//! Database handle.

use std::ffi::{c_char, CString};
use std::fmt;
use std::path::{Path, PathBuf};
use std::ptr;
use std::sync::Arc;

use keel_core::capi;
use parking_lot::Mutex;
use tracing::{debug, info};

use crate::batch::WriteBatch;
use crate::error::{Error, Result};
use crate::ffi::{path_to_cstring, take_buffer, take_string, ErrorSlot};
use crate::handle::Guarded;
use crate::iterator::DbIterator;
use crate::options::{Options, ReadOptions, WriteOptions};
use crate::snapshot::Snapshot;

type MaintenanceCall = unsafe extern "C" fn(*const capi::keel_options_t, *const c_char, *mut *mut c_char);

/// An open store.
///
/// Shareable across threads; the engine serializes writers itself. Closing
/// is terminal: after [`close`](Self::close) every operation fails with
/// [`Error::Disposed`].
pub struct Database {
    handle: Guarded<capi::keel_t>,
    /// Keeps an attached cache alive for as long as the handle
    options: Mutex<Option<Arc<Options>>>,
    path: PathBuf,
}

impl Database {
    /// Open the store at `path`. `None` uses default options, which do not
    /// create a missing store.
    pub fn open<P: AsRef<Path>>(options: Option<Arc<Options>>, path: P) -> Result<Self> {
        let path = path.as_ref().to_path_buf();
        let c_path = path_to_cstring(&path)?;
        let options = options.unwrap_or_else(|| Arc::new(Options::new()));

        let mut err = ErrorSlot::new();
        // SAFETY: live options handle, NUL-terminated path, and an error slot we own.
        let raw = options.with_handle(|o| unsafe { capi::keel_open(o, c_path.as_ptr(), err.as_mut_ptr()) })?;
        err.check(Error::Open)?;
        if raw.is_null() {
            return Err(Error::Open(format!("{}: engine returned no handle", path.display())));
        }

        debug!(path = %path.display(), "opened database");
        Ok(Self { handle: Guarded::new(raw), options: Mutex::new(Some(options)), path })
    }

    pub fn get(&self, key: &[u8]) -> Result<Option<Vec<u8>>> {
        self.get_with(&ReadOptions::new(), key)
    }

    /// `Ok(None)` when the key is absent; a stored empty value is `Ok(Some(vec![]))`.
    pub fn get_with(&self, read: &ReadOptions<'_>, key: &[u8]) -> Result<Option<Vec<u8>>> {
        self.handle.with(|db| {
            read.with_handle(|ro| -> Result<Option<Vec<u8>>> {
                let mut len = 0usize;
                let mut err = ErrorSlot::new();
                // SAFETY: live handles; the key outlives the call.
                let value = unsafe {
                    capi::keel_get(db, ro, key.as_ptr() as *const c_char, key.len(), &mut len, err.as_mut_ptr())
                };
                err.check(Error::Read)?;
                // SAFETY: a non-null result is a malloc'd buffer of `len` bytes.
                Ok(unsafe { take_buffer(value, len) })
            })?
        })?
    }

    pub fn put(&self, key: &[u8], value: &[u8]) -> Result<()> {
        self.put_with(&WriteOptions::new(), key, value)
    }

    pub fn put_with(&self, write: &WriteOptions, key: &[u8], value: &[u8]) -> Result<()> {
        self.write_call(write, |db, wo, err| unsafe {
            capi::keel_put(
                db,
                wo,
                key.as_ptr() as *const c_char,
                key.len(),
                value.as_ptr() as *const c_char,
                value.len(),
                err,
            )
        })
    }

    pub fn delete(&self, key: &[u8]) -> Result<()> {
        self.delete_with(&WriteOptions::new(), key)
    }

    pub fn delete_with(&self, write: &WriteOptions, key: &[u8]) -> Result<()> {
        self.write_call(write, |db, wo, err| unsafe {
            capi::keel_delete(db, wo, key.as_ptr() as *const c_char, key.len(), err)
        })
    }

    /// Apply every operation in `batch`, in order, as one atomic unit.
    pub fn write(&self, batch: &WriteBatch) -> Result<()> {
        self.write_with(&WriteOptions::new(), batch)
    }

    pub fn write_with(&self, write: &WriteOptions, batch: &WriteBatch) -> Result<()> {
        batch.with_handle(|b| self.write_call(write, |db, wo, err| unsafe { capi::keel_write(db, wo, b, err) }))?
    }

    /// Holds the database and write options guards across one engine write call.
    fn write_call(
        &self,
        write: &WriteOptions,
        call: impl FnOnce(*mut capi::keel_t, *mut capi::keel_writeoptions_t, *mut *mut c_char),
    ) -> Result<()> {
        self.handle.with(|db| {
            write.with_handle(|wo| {
                let mut err = ErrorSlot::new();
                call(db, wo, err.as_mut_ptr());
                err.check(Error::Write)
            })
        })??
    }

    /// Iterate the whole store in ascending key order.
    pub fn iter(&self) -> Result<DbIterator<'_>> {
        self.iter_with(&ReadOptions::new())
    }

    pub fn iter_with(&self, read: &ReadOptions<'_>) -> Result<DbIterator<'_>> {
        let mut iter = self.raw_iter(read)?;
        iter.seek_to_first();
        Ok(iter)
    }

    /// Iterate from the first key `>= start`.
    pub fn iter_from(&self, read: &ReadOptions<'_>, start: &[u8]) -> Result<DbIterator<'_>> {
        let mut iter = self.raw_iter(read)?;
        iter.seek(start);
        Ok(iter)
    }

    fn raw_iter(&self, read: &ReadOptions<'_>) -> Result<DbIterator<'_>> {
        let mut err = ErrorSlot::new();
        // SAFETY: live handles for the duration of the call and an owned error slot.
        let raw = self
            .handle
            .with(|db| read.with_handle(|ro| unsafe { capi::keel_create_iterator(db, ro, err.as_mut_ptr()) }))??;
        err.check(Error::Read)?;
        if raw.is_null() {
            return Err(Error::Read("engine could not create an iterator".to_string()));
        }
        Ok(DbIterator::new(Guarded::new(raw), self))
    }

    /// Capture the current committed state.
    pub fn snapshot(&self) -> Result<Snapshot<'_>> {
        let mut err = ErrorSlot::new();
        // SAFETY: live database handle and an owned error slot.
        let raw = self.handle.with(|db| unsafe { capi::keel_create_snapshot(db, err.as_mut_ptr()) })?;
        err.check(Error::Read)?;
        if raw.is_null() {
            return Err(Error::Read("engine could not create a snapshot".to_string()));
        }
        Ok(Snapshot::new(Guarded::new(raw), self))
    }

    /// Compact keys in `[start, limit)`; `None` leaves that end open.
    pub fn compact_range(&self, start: Option<&[u8]>, limit: Option<&[u8]>) -> Result<()> {
        let (start_ptr, start_len) = start.map_or((ptr::null(), 0), |k| (k.as_ptr() as *const c_char, k.len()));
        let (limit_ptr, limit_len) = limit.map_or((ptr::null(), 0), |k| (k.as_ptr() as *const c_char, k.len()));
        // SAFETY: live handle; the bounds outlive the call.
        self.handle.with(|db| unsafe { capi::keel_compact_range(db, start_ptr, start_len, limit_ptr, limit_len) })
    }

    /// Compact the entire key range.
    pub fn compact(&self) -> Result<()> {
        self.compact_range(None, None)
    }

    /// Engine diagnostic property such as `keel.stats`; `None` for unknown names.
    pub fn property(&self, name: &str) -> Result<Option<String>> {
        let c_name = CString::new(name)
            .map_err(|_| Error::ContractViolation(format!("property name {:?} contains a NUL byte", name)))?;
        // SAFETY: live handle; a non-null result is a malloc'd C string.
        self.handle.with(|db| unsafe { take_string(capi::keel_property_value(db, c_name.as_ptr())) })
    }

    pub fn path(&self) -> &Path {
        &self.path
    }

    pub fn is_closed(&self) -> bool {
        self.handle.is_released()
    }

    /// Release the engine handle. Waits for in-flight calls; later calls
    /// (including further closes) do nothing.
    pub fn close(&self) {
        if self.handle.release() {
            debug!(path = %self.path.display(), "closed database");
        }
        // Options go only after the handle, so an attached cache outlives it
        self.options.lock().take();
    }

    /// Salvage what is readable from a damaged store. Needs no open handle.
    pub fn repair<P: AsRef<Path>>(options: Option<&Options>, path: P) -> Result<()> {
        Self::maintenance(options, path.as_ref(), capi::keel_repair_db)?;
        info!(path = %path.as_ref().display(), "repaired database");
        Ok(())
    }

    /// Delete the store at `path`. Fails while another handle has it open.
    pub fn destroy<P: AsRef<Path>>(options: Option<&Options>, path: P) -> Result<()> {
        Self::maintenance(options, path.as_ref(), capi::keel_destroy_db)?;
        info!(path = %path.as_ref().display(), "destroyed database");
        Ok(())
    }

    fn maintenance(options: Option<&Options>, path: &Path, call: MaintenanceCall) -> Result<()> {
        let c_path = path_to_cstring(path)?;
        let mut err = ErrorSlot::new();
        // SAFETY: options handle live (or null), NUL-terminated path, owned error slot.
        match options {
            Some(options) => options.with_handle(|o| unsafe { call(o, c_path.as_ptr(), err.as_mut_ptr()) })?,
            None => unsafe { call(ptr::null(), c_path.as_ptr(), err.as_mut_ptr()) },
        }
        err.check(Error::Maintenance)
    }

    pub(crate) fn with_handle<R>(&self, f: impl FnOnce(*mut capi::keel_t) -> R) -> Result<R> {
        self.handle.with(f)
    }
}

impl Drop for Database {
    fn drop(&mut self) {
        self.close();
    }
}

impl fmt::Debug for Database {
    fn fmt(&self, f: &mut fmt::Formatter<'_>) -> fmt::Result {
        f.debug_struct("Database")
            .field("path", &self.path)
            .field("closed", &self.is_closed())
            .finish()
    }
}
++++++
** Work item **
Would you please return every line in the listing where "handles" shows up?

** Written response **
                // SAFETY: live handles; the key outlives the call.
        // SAFETY: live handles for the duration of the call and an owned error slot.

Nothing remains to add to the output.